BEGIN Available data
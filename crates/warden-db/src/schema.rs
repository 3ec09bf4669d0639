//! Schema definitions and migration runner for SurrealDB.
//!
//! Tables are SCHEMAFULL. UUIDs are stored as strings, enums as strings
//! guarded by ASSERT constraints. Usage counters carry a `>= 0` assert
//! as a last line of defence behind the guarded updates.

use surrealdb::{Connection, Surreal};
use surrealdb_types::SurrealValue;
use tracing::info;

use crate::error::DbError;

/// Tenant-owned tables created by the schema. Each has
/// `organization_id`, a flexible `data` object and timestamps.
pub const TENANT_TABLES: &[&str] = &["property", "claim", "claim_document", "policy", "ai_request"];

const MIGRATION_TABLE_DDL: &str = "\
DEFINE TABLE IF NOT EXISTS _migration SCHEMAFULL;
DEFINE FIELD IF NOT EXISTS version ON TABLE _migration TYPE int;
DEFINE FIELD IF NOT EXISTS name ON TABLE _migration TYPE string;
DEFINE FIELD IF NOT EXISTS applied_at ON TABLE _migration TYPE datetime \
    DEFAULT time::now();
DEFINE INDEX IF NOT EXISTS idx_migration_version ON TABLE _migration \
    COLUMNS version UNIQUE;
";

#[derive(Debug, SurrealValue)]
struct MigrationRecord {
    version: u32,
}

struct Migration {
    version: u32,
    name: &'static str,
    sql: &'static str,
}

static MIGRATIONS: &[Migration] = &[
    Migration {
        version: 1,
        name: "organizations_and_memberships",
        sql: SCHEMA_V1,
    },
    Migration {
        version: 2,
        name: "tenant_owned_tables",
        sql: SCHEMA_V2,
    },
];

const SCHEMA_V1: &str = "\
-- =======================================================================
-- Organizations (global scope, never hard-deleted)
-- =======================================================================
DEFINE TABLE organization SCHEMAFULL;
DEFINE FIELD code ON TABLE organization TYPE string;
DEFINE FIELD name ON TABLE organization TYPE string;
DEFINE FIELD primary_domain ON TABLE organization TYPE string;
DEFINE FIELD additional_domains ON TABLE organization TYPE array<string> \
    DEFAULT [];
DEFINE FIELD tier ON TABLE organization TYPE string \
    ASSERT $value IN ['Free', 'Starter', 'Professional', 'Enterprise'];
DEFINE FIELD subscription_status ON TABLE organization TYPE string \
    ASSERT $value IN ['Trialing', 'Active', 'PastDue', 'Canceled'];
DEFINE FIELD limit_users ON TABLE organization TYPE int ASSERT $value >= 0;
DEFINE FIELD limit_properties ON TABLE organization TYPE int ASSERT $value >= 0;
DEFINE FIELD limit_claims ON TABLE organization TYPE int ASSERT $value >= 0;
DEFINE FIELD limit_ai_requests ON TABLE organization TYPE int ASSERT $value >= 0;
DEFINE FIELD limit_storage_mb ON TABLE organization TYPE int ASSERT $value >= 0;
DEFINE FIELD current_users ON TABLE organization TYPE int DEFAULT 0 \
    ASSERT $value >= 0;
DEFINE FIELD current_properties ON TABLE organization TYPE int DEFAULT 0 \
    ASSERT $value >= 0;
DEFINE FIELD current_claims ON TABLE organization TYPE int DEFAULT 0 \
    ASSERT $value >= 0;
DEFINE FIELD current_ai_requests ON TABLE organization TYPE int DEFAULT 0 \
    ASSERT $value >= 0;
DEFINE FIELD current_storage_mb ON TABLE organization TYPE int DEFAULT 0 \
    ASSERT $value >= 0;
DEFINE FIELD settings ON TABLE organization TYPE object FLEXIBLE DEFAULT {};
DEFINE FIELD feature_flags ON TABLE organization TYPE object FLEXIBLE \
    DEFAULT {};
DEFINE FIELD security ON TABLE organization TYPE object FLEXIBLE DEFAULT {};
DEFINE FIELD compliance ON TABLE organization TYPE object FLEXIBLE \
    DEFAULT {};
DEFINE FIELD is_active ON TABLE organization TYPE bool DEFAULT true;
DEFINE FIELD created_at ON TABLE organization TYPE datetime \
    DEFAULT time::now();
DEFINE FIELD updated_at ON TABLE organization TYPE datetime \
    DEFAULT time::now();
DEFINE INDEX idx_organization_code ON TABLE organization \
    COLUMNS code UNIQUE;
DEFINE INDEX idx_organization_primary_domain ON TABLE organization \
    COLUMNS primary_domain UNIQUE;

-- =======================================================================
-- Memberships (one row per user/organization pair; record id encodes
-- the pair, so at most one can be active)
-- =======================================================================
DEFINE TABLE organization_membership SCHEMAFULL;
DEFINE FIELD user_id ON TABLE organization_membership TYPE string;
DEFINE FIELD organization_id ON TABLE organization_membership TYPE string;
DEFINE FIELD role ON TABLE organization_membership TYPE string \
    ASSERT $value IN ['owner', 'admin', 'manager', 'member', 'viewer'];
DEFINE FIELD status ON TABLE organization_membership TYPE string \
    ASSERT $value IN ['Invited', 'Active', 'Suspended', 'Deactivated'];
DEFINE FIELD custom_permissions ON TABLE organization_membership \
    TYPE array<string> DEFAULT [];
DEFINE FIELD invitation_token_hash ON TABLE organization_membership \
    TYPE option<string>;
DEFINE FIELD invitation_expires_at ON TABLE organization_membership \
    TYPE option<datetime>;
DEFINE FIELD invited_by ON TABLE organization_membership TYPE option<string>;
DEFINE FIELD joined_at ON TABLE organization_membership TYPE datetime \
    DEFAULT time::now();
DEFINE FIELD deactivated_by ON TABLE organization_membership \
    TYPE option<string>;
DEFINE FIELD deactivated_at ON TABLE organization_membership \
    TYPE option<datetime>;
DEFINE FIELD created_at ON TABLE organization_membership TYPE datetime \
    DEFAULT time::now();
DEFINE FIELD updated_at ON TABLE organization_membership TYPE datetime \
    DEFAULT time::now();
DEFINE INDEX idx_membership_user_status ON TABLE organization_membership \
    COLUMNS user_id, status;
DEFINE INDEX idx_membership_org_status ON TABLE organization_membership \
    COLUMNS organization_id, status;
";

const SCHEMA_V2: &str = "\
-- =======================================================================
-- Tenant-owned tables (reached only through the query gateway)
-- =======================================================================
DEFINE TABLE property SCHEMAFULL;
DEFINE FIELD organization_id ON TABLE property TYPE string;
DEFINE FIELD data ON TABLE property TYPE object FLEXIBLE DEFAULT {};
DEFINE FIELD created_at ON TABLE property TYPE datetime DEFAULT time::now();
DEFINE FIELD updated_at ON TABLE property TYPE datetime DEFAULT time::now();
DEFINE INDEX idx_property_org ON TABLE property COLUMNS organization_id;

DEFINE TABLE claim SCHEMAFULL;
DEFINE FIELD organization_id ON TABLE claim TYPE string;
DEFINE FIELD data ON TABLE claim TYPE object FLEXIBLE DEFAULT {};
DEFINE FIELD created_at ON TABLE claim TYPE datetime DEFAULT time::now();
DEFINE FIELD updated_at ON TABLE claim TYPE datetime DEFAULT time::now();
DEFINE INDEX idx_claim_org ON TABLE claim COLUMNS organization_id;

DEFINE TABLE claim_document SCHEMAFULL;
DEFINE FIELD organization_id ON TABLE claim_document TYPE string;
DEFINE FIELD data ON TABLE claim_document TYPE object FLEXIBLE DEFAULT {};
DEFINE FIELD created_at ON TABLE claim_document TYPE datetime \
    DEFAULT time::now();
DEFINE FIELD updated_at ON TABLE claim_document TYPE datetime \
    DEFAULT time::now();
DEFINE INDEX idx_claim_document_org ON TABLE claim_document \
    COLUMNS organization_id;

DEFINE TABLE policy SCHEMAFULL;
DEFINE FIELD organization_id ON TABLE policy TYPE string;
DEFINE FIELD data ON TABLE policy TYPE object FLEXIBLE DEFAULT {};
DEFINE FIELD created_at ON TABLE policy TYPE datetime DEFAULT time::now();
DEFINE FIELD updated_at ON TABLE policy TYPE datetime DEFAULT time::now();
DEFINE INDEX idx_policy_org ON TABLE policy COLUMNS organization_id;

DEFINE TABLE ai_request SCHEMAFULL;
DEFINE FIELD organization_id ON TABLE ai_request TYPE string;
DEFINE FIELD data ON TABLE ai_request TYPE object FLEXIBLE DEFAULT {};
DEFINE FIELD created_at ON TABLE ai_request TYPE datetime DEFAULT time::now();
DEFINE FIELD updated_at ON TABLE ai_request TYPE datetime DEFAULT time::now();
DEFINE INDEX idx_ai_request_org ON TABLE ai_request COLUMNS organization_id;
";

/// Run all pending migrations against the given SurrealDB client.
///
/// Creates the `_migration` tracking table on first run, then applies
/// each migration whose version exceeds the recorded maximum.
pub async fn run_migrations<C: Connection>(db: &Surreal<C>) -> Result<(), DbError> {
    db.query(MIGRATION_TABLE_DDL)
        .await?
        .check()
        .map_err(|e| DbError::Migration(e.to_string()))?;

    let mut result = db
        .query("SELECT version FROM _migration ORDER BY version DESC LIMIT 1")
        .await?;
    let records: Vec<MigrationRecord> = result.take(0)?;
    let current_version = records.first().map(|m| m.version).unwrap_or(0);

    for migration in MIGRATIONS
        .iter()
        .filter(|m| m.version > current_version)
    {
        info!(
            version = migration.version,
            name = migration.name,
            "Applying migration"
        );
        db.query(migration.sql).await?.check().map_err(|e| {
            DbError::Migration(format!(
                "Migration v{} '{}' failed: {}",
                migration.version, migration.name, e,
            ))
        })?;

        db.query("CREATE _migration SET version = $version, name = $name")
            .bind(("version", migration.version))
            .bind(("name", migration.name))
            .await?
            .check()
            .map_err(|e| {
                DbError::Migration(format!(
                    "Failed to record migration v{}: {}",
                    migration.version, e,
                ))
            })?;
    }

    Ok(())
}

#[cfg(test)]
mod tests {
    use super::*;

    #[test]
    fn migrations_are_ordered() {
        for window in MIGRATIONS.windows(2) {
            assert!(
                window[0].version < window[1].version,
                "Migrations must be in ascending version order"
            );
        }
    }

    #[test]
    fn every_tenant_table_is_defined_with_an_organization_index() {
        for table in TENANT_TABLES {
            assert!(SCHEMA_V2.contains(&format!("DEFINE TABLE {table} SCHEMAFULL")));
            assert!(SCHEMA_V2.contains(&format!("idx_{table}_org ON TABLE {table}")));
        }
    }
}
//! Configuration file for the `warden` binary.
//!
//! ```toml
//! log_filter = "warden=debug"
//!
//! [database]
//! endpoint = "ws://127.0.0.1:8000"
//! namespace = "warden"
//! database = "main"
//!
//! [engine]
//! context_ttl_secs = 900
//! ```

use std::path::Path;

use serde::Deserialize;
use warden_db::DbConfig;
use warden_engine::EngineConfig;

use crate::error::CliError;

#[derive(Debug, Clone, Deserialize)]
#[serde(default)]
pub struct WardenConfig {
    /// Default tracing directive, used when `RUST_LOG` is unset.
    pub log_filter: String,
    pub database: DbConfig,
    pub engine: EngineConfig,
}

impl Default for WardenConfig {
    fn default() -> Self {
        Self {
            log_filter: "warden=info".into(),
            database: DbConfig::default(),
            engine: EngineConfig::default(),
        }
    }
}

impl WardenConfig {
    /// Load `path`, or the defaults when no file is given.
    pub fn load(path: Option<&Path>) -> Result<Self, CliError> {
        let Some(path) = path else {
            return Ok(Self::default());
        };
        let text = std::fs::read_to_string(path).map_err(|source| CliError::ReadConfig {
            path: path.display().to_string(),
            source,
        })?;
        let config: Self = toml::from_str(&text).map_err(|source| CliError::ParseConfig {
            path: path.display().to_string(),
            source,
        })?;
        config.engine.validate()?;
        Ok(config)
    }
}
END Available data
BEGIN Available data
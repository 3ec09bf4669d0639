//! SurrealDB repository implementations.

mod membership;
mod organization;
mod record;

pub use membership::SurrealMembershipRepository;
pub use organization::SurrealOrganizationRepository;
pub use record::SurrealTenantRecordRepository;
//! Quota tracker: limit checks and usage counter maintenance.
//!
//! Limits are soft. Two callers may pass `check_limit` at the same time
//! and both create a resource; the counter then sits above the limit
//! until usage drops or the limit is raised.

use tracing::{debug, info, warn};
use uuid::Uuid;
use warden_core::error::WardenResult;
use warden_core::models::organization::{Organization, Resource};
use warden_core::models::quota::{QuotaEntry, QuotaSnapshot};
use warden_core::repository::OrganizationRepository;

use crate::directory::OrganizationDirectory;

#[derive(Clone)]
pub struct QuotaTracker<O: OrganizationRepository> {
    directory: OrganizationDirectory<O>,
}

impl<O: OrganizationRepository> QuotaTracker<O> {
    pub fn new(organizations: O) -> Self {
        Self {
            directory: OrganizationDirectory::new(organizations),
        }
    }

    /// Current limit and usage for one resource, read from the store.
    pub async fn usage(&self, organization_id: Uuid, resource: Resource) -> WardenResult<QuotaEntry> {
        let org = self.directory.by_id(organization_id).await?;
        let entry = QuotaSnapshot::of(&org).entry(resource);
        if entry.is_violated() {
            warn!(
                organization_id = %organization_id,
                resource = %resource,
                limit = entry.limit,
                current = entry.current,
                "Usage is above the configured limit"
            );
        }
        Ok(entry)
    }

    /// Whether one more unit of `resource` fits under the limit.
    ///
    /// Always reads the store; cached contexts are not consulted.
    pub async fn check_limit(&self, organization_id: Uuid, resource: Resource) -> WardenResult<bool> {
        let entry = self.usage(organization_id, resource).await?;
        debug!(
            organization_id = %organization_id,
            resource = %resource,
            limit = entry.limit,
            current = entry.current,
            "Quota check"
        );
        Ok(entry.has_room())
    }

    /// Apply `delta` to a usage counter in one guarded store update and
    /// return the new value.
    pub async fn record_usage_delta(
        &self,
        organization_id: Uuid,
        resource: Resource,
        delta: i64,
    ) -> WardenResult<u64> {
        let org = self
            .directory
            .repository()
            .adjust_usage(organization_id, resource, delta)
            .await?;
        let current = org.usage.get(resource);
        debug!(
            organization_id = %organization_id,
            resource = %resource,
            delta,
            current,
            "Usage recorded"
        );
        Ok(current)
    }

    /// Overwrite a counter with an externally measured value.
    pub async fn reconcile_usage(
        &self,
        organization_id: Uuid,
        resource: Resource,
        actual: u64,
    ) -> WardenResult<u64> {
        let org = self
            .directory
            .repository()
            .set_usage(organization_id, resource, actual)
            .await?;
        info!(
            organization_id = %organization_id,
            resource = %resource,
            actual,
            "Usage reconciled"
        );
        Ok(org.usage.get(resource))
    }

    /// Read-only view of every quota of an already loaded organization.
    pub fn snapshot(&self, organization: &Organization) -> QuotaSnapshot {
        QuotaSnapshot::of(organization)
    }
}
END Available data
BEGIN Available data
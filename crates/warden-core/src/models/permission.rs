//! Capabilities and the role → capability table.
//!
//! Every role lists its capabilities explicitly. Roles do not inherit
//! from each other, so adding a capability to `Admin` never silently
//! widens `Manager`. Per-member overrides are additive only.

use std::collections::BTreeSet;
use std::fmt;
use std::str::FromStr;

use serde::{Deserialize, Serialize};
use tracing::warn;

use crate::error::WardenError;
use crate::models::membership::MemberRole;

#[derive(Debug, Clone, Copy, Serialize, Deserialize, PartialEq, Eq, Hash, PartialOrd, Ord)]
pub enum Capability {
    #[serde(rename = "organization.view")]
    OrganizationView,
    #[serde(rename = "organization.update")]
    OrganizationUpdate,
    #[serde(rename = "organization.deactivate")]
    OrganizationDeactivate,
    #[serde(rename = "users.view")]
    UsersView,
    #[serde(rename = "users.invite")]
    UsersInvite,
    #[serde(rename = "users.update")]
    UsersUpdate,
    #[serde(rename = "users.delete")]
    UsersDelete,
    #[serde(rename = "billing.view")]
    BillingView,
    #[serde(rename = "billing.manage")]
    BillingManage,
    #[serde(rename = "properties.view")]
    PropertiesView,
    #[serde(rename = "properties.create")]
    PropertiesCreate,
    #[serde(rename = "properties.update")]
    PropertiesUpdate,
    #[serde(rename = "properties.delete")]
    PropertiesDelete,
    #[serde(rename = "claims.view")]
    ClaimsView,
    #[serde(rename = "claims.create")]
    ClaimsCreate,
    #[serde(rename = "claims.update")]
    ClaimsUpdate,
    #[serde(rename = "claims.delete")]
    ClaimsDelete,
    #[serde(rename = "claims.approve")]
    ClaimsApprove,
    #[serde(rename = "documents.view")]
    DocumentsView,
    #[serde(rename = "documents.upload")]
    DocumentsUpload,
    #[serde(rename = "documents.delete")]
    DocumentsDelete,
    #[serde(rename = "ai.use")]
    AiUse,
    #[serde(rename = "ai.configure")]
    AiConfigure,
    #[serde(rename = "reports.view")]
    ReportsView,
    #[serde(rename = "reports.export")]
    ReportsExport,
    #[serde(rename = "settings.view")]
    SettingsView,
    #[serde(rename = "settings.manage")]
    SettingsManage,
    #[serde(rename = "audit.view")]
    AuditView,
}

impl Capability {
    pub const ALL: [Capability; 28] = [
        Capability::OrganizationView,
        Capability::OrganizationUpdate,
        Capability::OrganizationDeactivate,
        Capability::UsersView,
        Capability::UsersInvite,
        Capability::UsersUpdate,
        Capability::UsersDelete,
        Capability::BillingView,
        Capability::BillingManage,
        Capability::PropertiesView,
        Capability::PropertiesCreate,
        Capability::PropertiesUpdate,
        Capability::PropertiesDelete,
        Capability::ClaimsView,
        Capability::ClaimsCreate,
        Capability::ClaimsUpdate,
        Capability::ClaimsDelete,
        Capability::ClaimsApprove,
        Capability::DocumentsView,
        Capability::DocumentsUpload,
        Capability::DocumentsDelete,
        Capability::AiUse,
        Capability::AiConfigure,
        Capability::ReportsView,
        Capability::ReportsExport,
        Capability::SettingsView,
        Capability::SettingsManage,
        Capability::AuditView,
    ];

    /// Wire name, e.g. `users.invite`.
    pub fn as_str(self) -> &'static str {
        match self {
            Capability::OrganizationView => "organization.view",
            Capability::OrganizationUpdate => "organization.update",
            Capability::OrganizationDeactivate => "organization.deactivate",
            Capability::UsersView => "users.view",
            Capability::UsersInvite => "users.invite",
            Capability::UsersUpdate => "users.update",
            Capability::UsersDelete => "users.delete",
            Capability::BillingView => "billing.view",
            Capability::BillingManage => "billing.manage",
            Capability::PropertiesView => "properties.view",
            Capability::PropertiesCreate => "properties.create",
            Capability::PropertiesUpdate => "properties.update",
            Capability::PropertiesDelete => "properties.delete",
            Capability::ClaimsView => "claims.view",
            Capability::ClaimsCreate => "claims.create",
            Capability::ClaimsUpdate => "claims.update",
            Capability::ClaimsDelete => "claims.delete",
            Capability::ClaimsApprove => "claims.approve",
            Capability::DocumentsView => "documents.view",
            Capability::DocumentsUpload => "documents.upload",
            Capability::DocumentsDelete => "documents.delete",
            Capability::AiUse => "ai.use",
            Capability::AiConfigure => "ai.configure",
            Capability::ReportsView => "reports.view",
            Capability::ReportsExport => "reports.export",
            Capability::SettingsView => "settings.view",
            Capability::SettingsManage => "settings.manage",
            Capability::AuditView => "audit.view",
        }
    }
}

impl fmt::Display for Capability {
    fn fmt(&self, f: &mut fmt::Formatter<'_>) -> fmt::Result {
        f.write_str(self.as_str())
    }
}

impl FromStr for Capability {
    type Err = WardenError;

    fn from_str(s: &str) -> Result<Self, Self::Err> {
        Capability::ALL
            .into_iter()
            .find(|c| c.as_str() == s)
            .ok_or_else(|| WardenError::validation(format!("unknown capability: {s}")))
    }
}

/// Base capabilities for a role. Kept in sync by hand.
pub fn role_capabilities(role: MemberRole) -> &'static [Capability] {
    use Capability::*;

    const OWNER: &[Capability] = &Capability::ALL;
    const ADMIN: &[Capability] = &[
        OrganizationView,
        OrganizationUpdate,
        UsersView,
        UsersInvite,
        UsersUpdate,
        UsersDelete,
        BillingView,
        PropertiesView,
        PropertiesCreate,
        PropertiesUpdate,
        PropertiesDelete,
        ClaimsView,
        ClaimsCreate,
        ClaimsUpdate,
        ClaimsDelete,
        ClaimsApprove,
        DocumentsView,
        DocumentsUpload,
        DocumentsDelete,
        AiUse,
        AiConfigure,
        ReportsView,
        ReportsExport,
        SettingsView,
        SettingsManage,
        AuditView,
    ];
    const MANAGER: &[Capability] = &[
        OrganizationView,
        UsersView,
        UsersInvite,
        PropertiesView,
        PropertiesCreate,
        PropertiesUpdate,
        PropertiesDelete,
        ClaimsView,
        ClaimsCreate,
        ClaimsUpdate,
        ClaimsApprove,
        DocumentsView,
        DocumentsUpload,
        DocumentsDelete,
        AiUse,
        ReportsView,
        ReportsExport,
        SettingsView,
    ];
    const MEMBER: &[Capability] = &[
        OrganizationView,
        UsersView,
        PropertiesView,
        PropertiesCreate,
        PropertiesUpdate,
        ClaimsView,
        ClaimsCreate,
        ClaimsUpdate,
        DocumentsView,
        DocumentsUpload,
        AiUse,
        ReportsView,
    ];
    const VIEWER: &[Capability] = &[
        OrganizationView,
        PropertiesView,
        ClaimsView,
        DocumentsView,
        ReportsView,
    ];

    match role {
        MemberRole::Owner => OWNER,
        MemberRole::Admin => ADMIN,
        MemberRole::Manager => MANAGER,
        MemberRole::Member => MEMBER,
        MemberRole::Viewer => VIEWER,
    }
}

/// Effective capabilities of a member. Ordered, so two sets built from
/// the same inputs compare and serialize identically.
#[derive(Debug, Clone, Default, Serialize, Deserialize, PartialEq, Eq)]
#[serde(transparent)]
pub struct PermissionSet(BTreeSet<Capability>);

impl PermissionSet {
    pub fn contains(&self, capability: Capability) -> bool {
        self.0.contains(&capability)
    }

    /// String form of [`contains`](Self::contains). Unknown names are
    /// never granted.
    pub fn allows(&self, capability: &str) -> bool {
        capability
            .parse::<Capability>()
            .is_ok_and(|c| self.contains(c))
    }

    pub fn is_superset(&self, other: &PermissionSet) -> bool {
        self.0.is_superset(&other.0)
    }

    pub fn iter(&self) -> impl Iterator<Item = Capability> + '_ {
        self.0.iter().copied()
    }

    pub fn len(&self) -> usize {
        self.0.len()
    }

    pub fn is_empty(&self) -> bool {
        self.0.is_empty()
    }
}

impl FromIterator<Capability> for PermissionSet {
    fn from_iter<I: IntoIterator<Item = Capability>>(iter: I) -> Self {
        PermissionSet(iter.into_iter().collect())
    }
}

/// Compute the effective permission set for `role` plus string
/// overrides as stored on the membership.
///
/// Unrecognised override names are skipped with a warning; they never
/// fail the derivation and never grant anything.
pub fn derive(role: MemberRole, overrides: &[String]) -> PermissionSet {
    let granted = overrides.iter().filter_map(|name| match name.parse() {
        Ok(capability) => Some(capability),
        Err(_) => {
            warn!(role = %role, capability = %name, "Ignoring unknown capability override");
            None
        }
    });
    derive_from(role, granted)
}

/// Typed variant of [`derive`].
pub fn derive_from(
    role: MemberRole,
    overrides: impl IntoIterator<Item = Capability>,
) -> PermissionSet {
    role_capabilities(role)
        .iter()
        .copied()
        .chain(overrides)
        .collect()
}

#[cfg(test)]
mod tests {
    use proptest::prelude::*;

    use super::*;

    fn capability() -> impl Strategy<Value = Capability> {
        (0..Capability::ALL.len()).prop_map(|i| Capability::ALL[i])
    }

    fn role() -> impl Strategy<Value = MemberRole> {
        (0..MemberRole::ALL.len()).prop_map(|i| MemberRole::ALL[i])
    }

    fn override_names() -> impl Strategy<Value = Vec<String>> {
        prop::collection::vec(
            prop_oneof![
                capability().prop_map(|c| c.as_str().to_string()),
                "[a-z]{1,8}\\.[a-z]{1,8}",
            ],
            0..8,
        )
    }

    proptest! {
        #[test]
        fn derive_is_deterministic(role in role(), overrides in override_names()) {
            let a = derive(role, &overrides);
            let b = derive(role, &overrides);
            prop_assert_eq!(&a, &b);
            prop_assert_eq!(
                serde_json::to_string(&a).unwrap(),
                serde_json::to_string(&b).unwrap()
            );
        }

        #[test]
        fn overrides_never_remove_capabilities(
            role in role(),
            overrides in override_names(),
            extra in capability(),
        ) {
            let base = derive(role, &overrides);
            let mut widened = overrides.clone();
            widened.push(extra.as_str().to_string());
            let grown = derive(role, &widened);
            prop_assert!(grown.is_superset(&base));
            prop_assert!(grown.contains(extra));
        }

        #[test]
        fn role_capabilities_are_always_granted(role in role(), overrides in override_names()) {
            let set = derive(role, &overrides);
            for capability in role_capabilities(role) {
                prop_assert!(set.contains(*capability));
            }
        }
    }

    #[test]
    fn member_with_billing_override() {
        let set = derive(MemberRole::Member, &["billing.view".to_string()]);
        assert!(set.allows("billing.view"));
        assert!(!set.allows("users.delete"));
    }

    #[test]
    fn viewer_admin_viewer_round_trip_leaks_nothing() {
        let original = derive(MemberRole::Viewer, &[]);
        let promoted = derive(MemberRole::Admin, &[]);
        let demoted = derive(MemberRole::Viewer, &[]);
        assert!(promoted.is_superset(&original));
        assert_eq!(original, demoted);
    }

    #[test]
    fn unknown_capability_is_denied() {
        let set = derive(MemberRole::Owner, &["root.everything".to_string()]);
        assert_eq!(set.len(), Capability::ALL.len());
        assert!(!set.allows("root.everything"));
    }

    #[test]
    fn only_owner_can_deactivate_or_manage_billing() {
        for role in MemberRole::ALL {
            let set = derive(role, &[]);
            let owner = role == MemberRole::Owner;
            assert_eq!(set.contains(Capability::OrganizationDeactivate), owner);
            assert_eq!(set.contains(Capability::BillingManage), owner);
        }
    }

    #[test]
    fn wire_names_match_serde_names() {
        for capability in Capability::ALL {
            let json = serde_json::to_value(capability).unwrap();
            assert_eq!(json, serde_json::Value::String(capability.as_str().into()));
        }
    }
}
END Available data
» Required work
Collect, from the material above, every line containing the word "DbConfig".

» Result for this exercise
use warden_db::DbConfig;
    pub database: DbConfig,
            database: DbConfig::default(),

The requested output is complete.